Of course, I do look for them later and find more than a dozen lined notebooks filled with sketches and doodles and illustrated panels that, stacked next to each other, tell a story. On some pages, handwritten notes cascade straight down the margins like ivy. His handwriting is like I knew it would be: wide, flattened O’s and angular S’s and stylized F’s, all of it in thick graphite marks. It looks like graffiti.
Once, on the bus, Danilo asks whether I have a boyfriend at home. I tell him no, and then admit that I’ve never had a boyfriend, even though, as it’s coming out of my mouth, I can’t understand what would possess me to say such a thing, especially to him. But that’s how it is. I want to give up every inch of myself to him. I want to hand myself over and say, Here, this is me, this is all so you’ll understand me, and even though I’ve never offered all of this to anyone before, I’m giving it to you because I trust you to hold on to it and take care of it and handle it gently.
I’m elated to talk to him about nothing, too, having conversations that unravel haphazardly and that make little sense. I mention once that I like the way the roosters in people’s yards sound in the morning. “They sound like this:
pío, pío.

“Don’t know what you’re talking about,” he says.
“Pío, pío.”
We’re on Salsipuedes, a street crowded with dozens of makeshift markets, people selling enormous baskets, pottery in the shape of animals and miniature huts, sterling-silver jewelry, Guayani dresses in bright colors, wood carvings made from cocobolo wood. It’s noisy with the conversation of everyone around us, so I’m not sure he heard me.
“Pío, pío,”
I say again.
“Guau, guau,”
Danilo replies.
“What’s that? That’s not how they sound.”
“That’s for the dogs—
guau, guau.

“So you do know
pío, pío
?”
“I know
pío, pío.
” He’s ambling with his particular confident strut. “Haven’t you seen those chicken restaurants all over the place? You know, with the yellow signs? Pío Pío.”

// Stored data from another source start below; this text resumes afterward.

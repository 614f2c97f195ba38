//! Persisted intermediate tables and output directories

use crate::reader::{IoError, IoResult, TableReader};
use crate::table::Table;
use std::fs::{self, File};
use std::io::{BufReader, BufWriter, ErrorKind, Write};
use std::path::{Path, PathBuf};

/// Serialize a table to `path` as JSON
pub fn save_table(table: &Table, path: &Path) -> IoResult<()> {
    let file = File::create(path)
        .map_err(|e| IoError::OpenFailed(format!("{}: {}", path.display(), e)))?;
    let mut writer = BufWriter::new(file);
    serde_json::to_writer(&mut writer, table).map_err(|e| IoError::Io(e.to_string()))?;
    writer.flush().map_err(|e| IoError::Io(e.to_string()))?;
    tracing::debug!("Saved {} rows to {}", table.num_rows(), path.display());
    Ok(())
}

/// Load a table previously written by [`save_table`]
pub fn load_table(path: &Path) -> IoResult<Table> {
    if !path.exists() {
        return Err(IoError::FileNotFound(path.display().to_string()));
    }
    let file = File::open(path).map_err(|e| IoError::OpenFailed(e.to_string()))?;
    serde_json::from_reader(BufReader::new(file))
        .map_err(|e| IoError::InvalidFormat(e.to_string()))
}

/// Create each directory (and its parents)
///
/// A directory that already exists is fine; any other failure, including
/// a regular file sitting at the path, is returned.
pub fn ensure_directories<P: AsRef<Path>>(directories: &[P]) -> IoResult<()> {
    for directory in directories {
        let directory = directory.as_ref();
        match fs::create_dir_all(directory) {
            Ok(()) => {}
            Err(e) if e.kind() == ErrorKind::AlreadyExists && directory.is_dir() => {}
            Err(e) => return Err(IoError::Io(format!("{}: {}", directory.display(), e))),
        }
    }
    Ok(())
}

/// Reader for tables persisted with [`save_table`]
pub struct StoredTableReader {
    path: PathBuf,
    display: String,
}

impl StoredTableReader {
    pub fn open(path: &str) -> IoResult<Self> {
        let path = PathBuf::from(path);
        if !path.exists() {
            return Err(IoError::FileNotFound(path.display().to_string()));
        }
        Ok(Self {
            display: path.display().to_string(),
            path,
        })
    }
}

impl TableReader for StoredTableReader {
    fn read_table(&self) -> IoResult<Table> {
        load_table(&self.path)
    }

    fn path(&self) -> Option<&str> {
        Some(&self.display)
    }

    fn format_name(&self) -> &'static str {
        "JSON"
    }
}

#[cfg(test)]
mod tests {
    use super::*;
    use crate::reader::open_file;
    use crate::schema::DataColumn;

    #[test]
    fn test_save_and_load_table() {
        let dir = tempfile::tempdir().unwrap();
        let path = dir.path().join("df_train.json");
        let table = Table::from_columns([
            ("V1", DataColumn::Int64(vec![Some(1), None])),
            ("prob_V1_V2", DataColumn::Float64(vec![Some(0.1 + 0.2), None])),
            ("status_IMC_V1", DataColumn::from_strs([Some("adequado__V1"), None])),
        ])
        .unwrap();

        save_table(&table, &path).unwrap();
        assert_eq!(load_table(&path).unwrap(), table);

        let reader = open_file(path.to_str().unwrap()).unwrap();
        assert_eq!(reader.format_name(), "JSON");
        assert_eq!(reader.read_table().unwrap(), table);
    }

    #[test]
    fn test_load_missing_table() {
        let result = load_table(Path::new("/nonexistent/df_predict.json"));
        assert!(matches!(result, Err(IoError::FileNotFound(_))));
    }

    #[test]
    fn test_ensure_directories_is_idempotent() {
        let dir = tempfile::tempdir().unwrap();
        let nested = dir.path().join("data").join("processed");
        ensure_directories(&[&nested]).unwrap();
        ensure_directories(&[&nested]).unwrap();
        assert!(nested.is_dir());
    }

    #[test]
    fn test_ensure_directories_rejects_file() {
        let dir = tempfile::tempdir().unwrap();
        let file = dir.path().join("model");
        std::fs::write(&file, b"not a directory").unwrap();
        assert!(ensure_directories(&[&file]).is_err());
    }
}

“In the United States the dogs say
woof, woof.

“‘Woof, woof’?”
Danilo repeats, wrinkling his nose in distaste.
“Woof, woof.”
“Woof, woof!”
he barks loudly, and when people turn to stare at us, I crack up, covering my mouth with my hand.

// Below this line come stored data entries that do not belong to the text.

//! contam - Contamination probability pipeline
//!
//! Command-line driver for the three batch stages: feature generation,
//! model deployment and prediction. Logging is controlled with `RUST_LOG`.

use std::path::PathBuf;

use clap::{Parser, Subcommand};
use contam_core::{deploy_model, generate_features, predict_model, run, ContamConfig, RidgeBackend};
use tracing_subscriber::EnvFilter;

#[derive(Parser, Debug)]
#[command(name = "contam")]
#[command(about = "Pairwise contamination probability pipeline", long_about = None)]
struct Cli {
    /// Configuration file (TOML or JSON)
    #[arg(short, long, global = true)]
    config: Option<PathBuf>,

    /// Workspace root for the default directory layout
    #[arg(long, global = true, conflicts_with = "config")]
    root: Option<PathBuf>,

    #[command(subcommand)]
    command: Commands,
}

#[derive(Subcommand, Debug, PartialEq)]
enum Commands {
    /// Build the training and prediction tables
    Features {
        /// Individual attributes (`;`-separated)
        #[arg(long)]
        individuals: Option<PathBuf>,

        /// Pairwise observations (`;`-separated)
        #[arg(long)]
        pairs: Option<PathBuf>,
    },

    /// Train, finalize and save the model
    DeployModel {
        /// Preprocessed training table
        #[arg(long)]
        train: Option<PathBuf>,
    },

    /// Score the prediction table with the saved model
    Predict {
        /// Preprocessed table to score
        #[arg(long)]
        data: Option<PathBuf>,

        /// Target column compared against in validation mode
        #[arg(long)]
        target: Option<String>,

        /// Also export metrics against the target
        #[arg(long)]
        validation: bool,
    },

    /// Run every stage in order
    Run,
}

fn load_config(cli: &Cli) -> contam_core::Result<ContamConfig> {
    match (&cli.config, &cli.root) {
        (Some(path), _) => ContamConfig::from_file(path),
        (None, Some(root)) => Ok(ContamConfig::rooted_at(root)),
        (None, None) => Ok(ContamConfig::default()),
    }
}

fn main() -> Result<(), Box<dyn std::error::Error>> {
    let filter = EnvFilter::try_from_default_env().unwrap_or_else(|_| EnvFilter::new("info"));
    tracing_subscriber::fmt().with_env_filter(filter).init();

    let cli = Cli::parse();
    let config = load_config(&cli)?;
    let paths = &config.paths;

    match cli.command {
        Commands::Features { individuals, pairs } => {
            let individuals = individuals.unwrap_or_else(|| paths.individuals.clone());
            let pairs = pairs.unwrap_or_else(|| paths.pairs.clone());
            let summary = generate_features(&config, &individuals, &pairs)?;
            tracing::info!(
                "Features generated: {} training rows, {} prediction rows",
                summary.train_rows,
                summary.predict_rows
            );
        }
        Commands::DeployModel { train } => {
            let train = train.unwrap_or_else(|| paths.train_table());
            let metrics = deploy_model(&config, RidgeBackend::from_config(&config), &train)?;
            tracing::info!("Model saved at {} {}", config.model_path().display(), metrics);
        }
        Commands::Predict {
            data,
            target,
            validation,
        } => {
            let data = data.unwrap_or_else(|| paths.predict_table());
            let target = target.unwrap_or_else(|| config.columns.target.clone());
            predict_model(
                &config,
                RidgeBackend::from_config(&config),
                &data,
                &target,
                validation,
            )?;
        }
        Commands::Run => {
            run(&config, || RidgeBackend::from_config(&config))?;
        }
    }

    Ok(())
}

#[cfg(test)]
mod tests {
    use super::*;

    #[test]
    fn test_parse_features() {
        let cli = Cli::try_parse_from([
            "contam",
            "features",
            "--individuals",
            "ind.csv",
            "--pairs",
            "pairs.csv",
        ])
        .unwrap();
        assert_eq!(
            cli.command,
            Commands::Features {
                individuals: Some(PathBuf::from("ind.csv")),
                pairs: Some(PathBuf::from("pairs.csv")),
            }
        );
    }

    #[test]
    fn test_parse_predict_validation() {
        let cli =
            Cli::try_parse_from(["contam", "predict", "--validation", "--config", "c.toml"])
                .unwrap();
        assert_eq!(cli.config, Some(PathBuf::from("c.toml")));
        assert_eq!(
            cli.command,
            Commands::Predict {
                data: None,
                target: None,
                validation: true,
            }
        );
    }

    #[test]
    fn test_root_relocates_defaults() {
        let cli = Cli::try_parse_from(["contam", "--root", "/tmp/case", "run"]).unwrap();
        let config = load_config(&cli).unwrap();
        assert_eq!(
            config.paths.models_dir,
            PathBuf::from("/tmp/case").join("model")
        );
        assert_eq!(cli.command, Commands::Run);
    }

    #[test]
    fn test_config_and_root_conflict() {
        let result =
            Cli::try_parse_from(["contam", "--config", "c.toml", "--root", "/tmp", "run"]);
        assert!(result.is_err());
    }

    #[test]
    fn test_unknown_command() {
        assert!(Cli::try_parse_from(["contam", "train"]).is_err());
    }
}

Over the weekend, I ask him to take me to a bullfight.
“Where do you think you are? Spain?” Danilo asks. “We don’t have bullfighting here. Well, I’ve heard about it in Los Santos, I guess, but it’s just a bunch of farm workers in a little pen playing games with a bull. It’s nothing official.”
“I thought I saw a photograph once of a bullring here.”
“A long time ago, maybe. But not anymore. Now we have cockfighting. You want me to take you to a cockfight, I will.”
We’re in the kitchen in the morning. He’s wearing a gray T-shirt, long navy blue mesh shorts, and the rubber flip-flops he always wears in the house. He’s standing with his hips against the counter, his ankles crossed.
“I don’t think so,” I say.
“You’d go to a bullfight, but not a cockfight? What’s the difference?”